Use cookies to solve this problem. It's a common thing to look through your own browser's cookies and find lots of them named "Visited" and "Seen" and such, indicating that they were used for a similar purpose to yours.
Jim
If it is not what you need, then you need to forgot this referrer thing as the presence of it depends on the client browser; maybe it sends one, maybe not.
jdMorgan said that JavaScript doesn't pass the referrer. I found that that's not quite correct, but that did set me on the path to solving the problem. I tested and found that there's quite a disparity between Mac Safari and IE6/Windows as to when the referrer gets passed. I made a file called <index.html> and linked it to <test.cgi> which outputs the referer string. Here's what I discovered:
WAS THE REFERER PASSED?
----------------------------------------------
Safari IE6.028 Action
------ ------- ------------------------
yes yes Click from <index.html> to <test.cgi>
NO yes Once there, click in the address bar & press Enter
NO yes Click from <index.html> to <test.cgi>, retype the <test.cgi> url from scratch
NO NO Load Google.com, type <test.cgi> into the address bar and press Enter
yes yes Click from <index.html> to <test.cgi>, click Refresh button
yes NO Meta-Refresh from <index.html> to <test.cgi>
yes NO JavaScript redirect with set.timeout and window.href="..."

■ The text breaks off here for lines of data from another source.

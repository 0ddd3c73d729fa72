//! Error types for the portfolio domain.

use thiserror::Error;

#[derive(Error, Debug)]
pub enum Error {
    #[error("HTTP request error: {0}")]
    Http(#[from] reqwest::Error),

    #[error("JSON serialization error: {0}")]
    Json(#[from] serde_json::Error),

    #[error("Database error: {0}")]
    Database(#[from] sqlx::Error),

    #[error("Database migration error: {0}")]
    Migration(#[from] sqlx::migrate::MigrateError),

    #[error("Configuration error: {message}")]
    Config { message: String },

    /// Stored text did not map onto a known enum value.
    #[error("Corrupt record: {0}")]
    Decode(String),

    #[error("{0} not found")]
    NotFound(String),

    #[error("Invalid trade: {0}")]
    InvalidTrade(String),

    #[error("{0}")]
    Validation(String),

    #[error("ML service error: {message}")]
    MlService { message: String, status: Option<u16> },
}

impl Error {
    /// True for failures of the ML scoring service, including transport errors.
    pub fn is_upstream(&self) -> bool {
        matches!(self, Error::MlService { .. } | Error::Http(_))
    }
}

pub type Result<T> = std::result::Result<T, Error>;
//! API route definitions.

use axum::middleware::{from_fn, from_fn_with_state};
use axum::routing::{get, post, put};
use axum::Router;
use std::sync::Arc;
use utoipa::openapi::security::{HttpAuthScheme, HttpBuilder, SecurityScheme};
use utoipa::{Modify, OpenApi};
use utoipa_swagger_ui::SwaggerUi;

use crate::handlers::{alerts, analytics, auth, health, portfolios, positions, trades, users};
use crate::middleware::{require_admin, require_auth, require_risk_desk};
use crate::state::AppState;

/// Registers the bearer JWT scheme referenced by protected paths.
struct SecurityAddon;

impl Modify for SecurityAddon {
    fn modify(&self, openapi: &mut utoipa::openapi::OpenApi) {
        if let Some(components) = openapi.components.as_mut() {
            components.add_security_scheme(
                "bearer_auth",
                SecurityScheme::Http(
                    HttpBuilder::new()
                        .scheme(HttpAuthScheme::Bearer)
                        .bearer_format("JWT")
                        .build(),
                ),
            );
        }
    }
}

/// OpenAPI documentation.
#[derive(OpenApi)]
#[openapi(
    info(
        title = "HedgeAI Risk Desk API",
        version = "1.0.0",
        description = "Portfolio tracking, ML risk scoring and role-gated administration"
    ),
    paths(
        health::health_check,
        health::readiness,
        auth::register,
        auth::login,
        auth::refresh,
        auth::logout,
        auth::me,
        auth::change_password,
        users::list_users,
        users::create_user,
        users::get_user,
        users::update_user,
        users::delete_user,
        portfolios::list_portfolios,
        portfolios::create_portfolio,
        portfolios::get_portfolio,
        portfolios::update_portfolio,
        portfolios::delete_portfolio,
        positions::list_positions,
        positions::create_position,
        positions::update_position,
        positions::close_position,
        trades::list_trades,
        trades::create_trade,
        trades::get_trade,
        alerts::list_alerts,
        alerts::create_alert,
        alerts::mark_read,
        alerts::mark_all_read,
        alerts::delete_alert,
        analytics::portfolio_summary,
        analytics::score_risk,
        analytics::hedge_recommendation,
        analytics::batch_risk,
        analytics::ml_health,
    ),
    components(
        schemas(
            crate::error::ErrorResponse,
            crate::error::MessageResponse,
            health::HealthResponse,
            ::auth::UserView,
            ::auth::Role,
            ::auth::AccountStatus,
            auth::RegisterRequest,
            auth::LoginRequest,
            auth::RefreshRequest,
            auth::ChangePasswordRequest,
            auth::AuthResponse,
            users::CreateUserRequest,
            users::UpdateUserRequest,
            portfolios::PortfolioResponse,
            portfolios::PortfolioDetailResponse,
            portfolios::RiskMetricsResponse,
            portfolios::CreatePortfolioRequest,
            portfolios::UpdatePortfolioRequest,
            positions::PositionResponse,
            positions::CreatePositionRequest,
            positions::UpdatePositionRequest,
            positions::ClosePositionRequest,
            trades::TradeResponse,
            trades::BookedTradeResponse,
            trades::CreateTradeRequest,
            alerts::AlertResponse,
            alerts::AlertListResponse,
            alerts::CreateAlertRequest,
            alerts::UpdatedCountResponse,
            analytics::SummaryResponse,
            analytics::ExposureResponse,
            analytics::RiskScoreResponse,
            analytics::HedgeResponse,
            analytics::BatchRiskRequest,
            analytics::BatchRiskItem,
            analytics::MlHealthResponse,
            analytics::ModelInfoResponse,
        )
    ),
    modifiers(&SecurityAddon),
    tags(
        (name = "health", description = "Health check endpoints"),
        (name = "auth", description = "Registration, login and token rotation"),
        (name = "users", description = "User administration (admin only)"),
        (name = "portfolios", description = "Portfolio management"),
        (name = "positions", description = "Position management"),
        (name = "trades", description = "Trade booking"),
        (name = "alerts", description = "Alert inbox"),
        (name = "analytics", description = "Valuation and ML risk analytics"),
    )
)]
pub struct ApiDoc;

/// Create the main router with all routes.
pub fn create_router(state: Arc<AppState>) -> Router {
    let authenticated = from_fn_with_state(state.clone(), require_auth);

    // Open to anyone
    let public = Router::new()
        .route("/health", get(health::health_check))
        .route("/ready", get(health::readiness))
        .route("/api/v1/auth/register", post(auth::register))
        .route("/api/v1/auth/login", post(auth::login))
        .route("/api/v1/auth/refresh", post(auth::refresh));

    // Any authenticated role; handlers enforce ownership
    let protected = Router::new()
        .route("/api/v1/auth/logout", post(auth::logout))
        .route("/api/v1/auth/me", get(auth::me))
        .route("/api/v1/auth/change-password", post(auth::change_password))
        .route(
            "/api/v1/portfolios",
            get(portfolios::list_portfolios).post(portfolios::create_portfolio),
        )
        .route(
            "/api/v1/portfolios/{id}",
            get(portfolios::get_portfolio)
                .put(portfolios::update_portfolio)
                .delete(portfolios::delete_portfolio),
        )
        .route(
            "/api/v1/portfolios/{id}/positions",
            get(positions::list_positions).post(positions::create_position),
        )
        .route(
            "/api/v1/portfolios/{id}/trades",
            get(trades::list_trades).post(trades::create_trade),
        )
        .route("/api/v1/portfolios/{id}/summary", get(analytics::portfolio_summary))
        .route("/api/v1/portfolios/{id}/risk", post(analytics::score_risk))
        .route("/api/v1/portfolios/{id}/hedge", get(analytics::hedge_recommendation))
        .route("/api/v1/positions/{id}", put(positions::update_position))
        .route("/api/v1/positions/{id}/close", post(positions::close_position))
        .route("/api/v1/trades/{id}", get(trades::get_trade))
        .route("/api/v1/alerts", get(alerts::list_alerts))
        .route("/api/v1/alerts/read-all", put(alerts::mark_all_read))
        .route("/api/v1/alerts/{id}/read", put(alerts::mark_read))
        .route("/api/v1/alerts/{id}", axum::routing::delete(alerts::delete_alert))
        .route("/api/v1/analytics/ml-health", get(analytics::ml_health))
        .route_layer(authenticated.clone());

    // Risk manager or admin
    let risk_desk = Router::new()
        .route("/api/v1/alerts", post(alerts::create_alert))
        .route("/api/v1/analytics/batch-risk", post(analytics::batch_risk))
        .route_layer(from_fn(require_risk_desk))
        .route_layer(authenticated.clone());

    // Admin only
    let admin = Router::new()
        .route("/api/v1/users", get(users::list_users).post(users::create_user))
        .route(
            "/api/v1/users/{id}",
            get(users::get_user)
                .put(users::update_user)
                .delete(users::delete_user),
        )
        .route_layer(from_fn(require_admin))
        .route_layer(authenticated);

    Router::new()
        .merge(public)
        .merge(protected)
        .merge(risk_desk)
        .merge(admin)
        // Swagger UI
        .merge(SwaggerUi::new("/swagger-ui").url("/api-docs/openapi.json", ApiDoc::openapi()))
        .with_state(state)
}
//! Database access layer for PostgreSQL.

pub mod alerts;
pub mod portfolios;
pub mod positions;
pub mod trades;

pub use alerts::AlertRepository;
pub use portfolios::PortfolioRepository;
pub use positions::PositionRepository;
pub use trades::{BookedTrade, TradeRepository};

use crate::config::DatabaseConfig;
use crate::Result;
use sqlx::postgres::{PgPool, PgPoolOptions};

/// Create a PostgreSQL connection pool.
pub async fn create_pool(config: &DatabaseConfig) -> Result<PgPool> {
    let pool = PgPoolOptions::new()
        .max_connections(config.max_connections)
        .connect(&config.url)
        .await?;

    Ok(pool)
}

/// Round-trip a trivial query.
pub async fn ping(pool: &PgPool) -> Result<()> {
    sqlx::query("SELECT 1").execute(pool).await?;
    Ok(())
}
//! Alert types.

use chrono::{DateTime, Utc};
use serde::{Deserialize, Serialize};
use std::str::FromStr;
use uuid::Uuid;

use crate::Error;

#[derive(Debug, Clone, Copy, PartialEq, Eq, Hash, Serialize, Deserialize)]
#[serde(rename_all = "SCREAMING_SNAKE_CASE")]
pub enum AlertType {
    RiskThreshold,
    PriceMovement,
    HedgeRecommendation,
    System,
}

impl AlertType {
    pub fn as_str(&self) -> &'static str {
        match self {
            AlertType::RiskThreshold => "RISK_THRESHOLD",
            AlertType::PriceMovement => "PRICE_MOVEMENT",
            AlertType::HedgeRecommendation => "HEDGE_RECOMMENDATION",
            AlertType::System => "SYSTEM",
        }
    }
}

impl FromStr for AlertType {
    type Err = Error;

    fn from_str(s: &str) -> Result<Self, Self::Err> {
        match s {
            "RISK_THRESHOLD" => Ok(AlertType::RiskThreshold),
            "PRICE_MOVEMENT" => Ok(AlertType::PriceMovement),
            "HEDGE_RECOMMENDATION" => Ok(AlertType::HedgeRecommendation),
            "SYSTEM" => Ok(AlertType::System),
            other => Err(Error::Decode(format!("unknown alert type '{}'", other))),
        }
    }
}

#[derive(Debug, Clone, Copy, PartialEq, Eq, PartialOrd, Ord, Hash, Serialize, Deserialize)]
#[serde(rename_all = "SCREAMING_SNAKE_CASE")]
pub enum AlertSeverity {
    Info,
    Warning,
    Critical,
}

impl AlertSeverity {
    pub fn as_str(&self) -> &'static str {
        match self {
            AlertSeverity::Info => "INFO",
            AlertSeverity::Warning => "WARNING",
            AlertSeverity::Critical => "CRITICAL",
        }
    }
}

impl FromStr for AlertSeverity {
    type Err = Error;

    fn from_str(s: &str) -> Result<Self, Self::Err> {
        match s {
            "INFO" => Ok(AlertSeverity::Info),
            "WARNING" => Ok(AlertSeverity::Warning),
            "CRITICAL" => Ok(AlertSeverity::Critical),
            other => Err(Error::Decode(format!("unknown alert severity '{}'", other))),
        }
    }
}

/// A notification addressed to one user.
#[derive(Debug, Clone, Serialize, Deserialize)]
pub struct Alert {
    pub id: Uuid,
    pub user_id: Uuid,
    pub portfolio_id: Option<Uuid>,
    pub alert_type: AlertType,
    pub severity: AlertSeverity,
    pub title: String,
    pub message: String,
    pub is_read: bool,
    pub created_at: DateTime<Utc>,
}

/// Input for creating an alert.
#[derive(Debug, Clone, Deserialize)]
pub struct NewAlert {
    pub user_id: Uuid,
    pub portfolio_id: Option<Uuid>,
    pub alert_type: AlertType,
    pub severity: AlertSeverity,
    pub title: String,
    pub message: String,
}

impl NewAlert {
    pub fn validate(&self) -> crate::Result<()> {
        if self.title.trim().is_empty() || self.message.trim().is_empty() {
            return Err(Error::Validation("Alert title and message are required".into()));
        }
        Ok(())
    }

    pub fn into_alert(self) -> Alert {
        Alert {
            id: Uuid::new_v4(),
            user_id: self.user_id,
            portfolio_id: self.portfolio_id,
            alert_type: self.alert_type,
            severity: self.severity,
            title: self.title,
            message: self.message,
            is_read: false,
            created_at: Utc::now(),
        }
    }
}

#[cfg(test)]
mod tests {
    use super::*;

    #[test]
    fn test_severity_ordering() {
        assert!(AlertSeverity::Critical > AlertSeverity::Warning);
        assert!(AlertSeverity::Warning > AlertSeverity::Info);
    }

    #[test]
    fn test_wire_names() {
        assert_eq!(
            serde_json::to_string(&AlertType::HedgeRecommendation).unwrap(),
            "\"HEDGE_RECOMMENDATION\""
        );
        assert_eq!("CRITICAL".parse::<AlertSeverity>().unwrap(), AlertSeverity::Critical);
        assert!("LOUD".parse::<AlertSeverity>().is_err());
    }
}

As gergoe suggested, the solution to get <.htaccess> to act on blank referers is to use this line:
RewriteCond %{HTTP_REFERER} . Earlier when I tried that, it no longer even went to my splash screen at all. But now I see what the problem was -- I was retyping the URL into IE, which sendt my domain as the referer! Once I set up a link from another domain and clicked from it over to my main domain it worked fine. So, it was working all along (at least after the suggestion of adding the line to catch a blank referer), I just didn't realize it.
Thanks everyone for your help. I hope this table about referer passing is useful to someone, somewhere.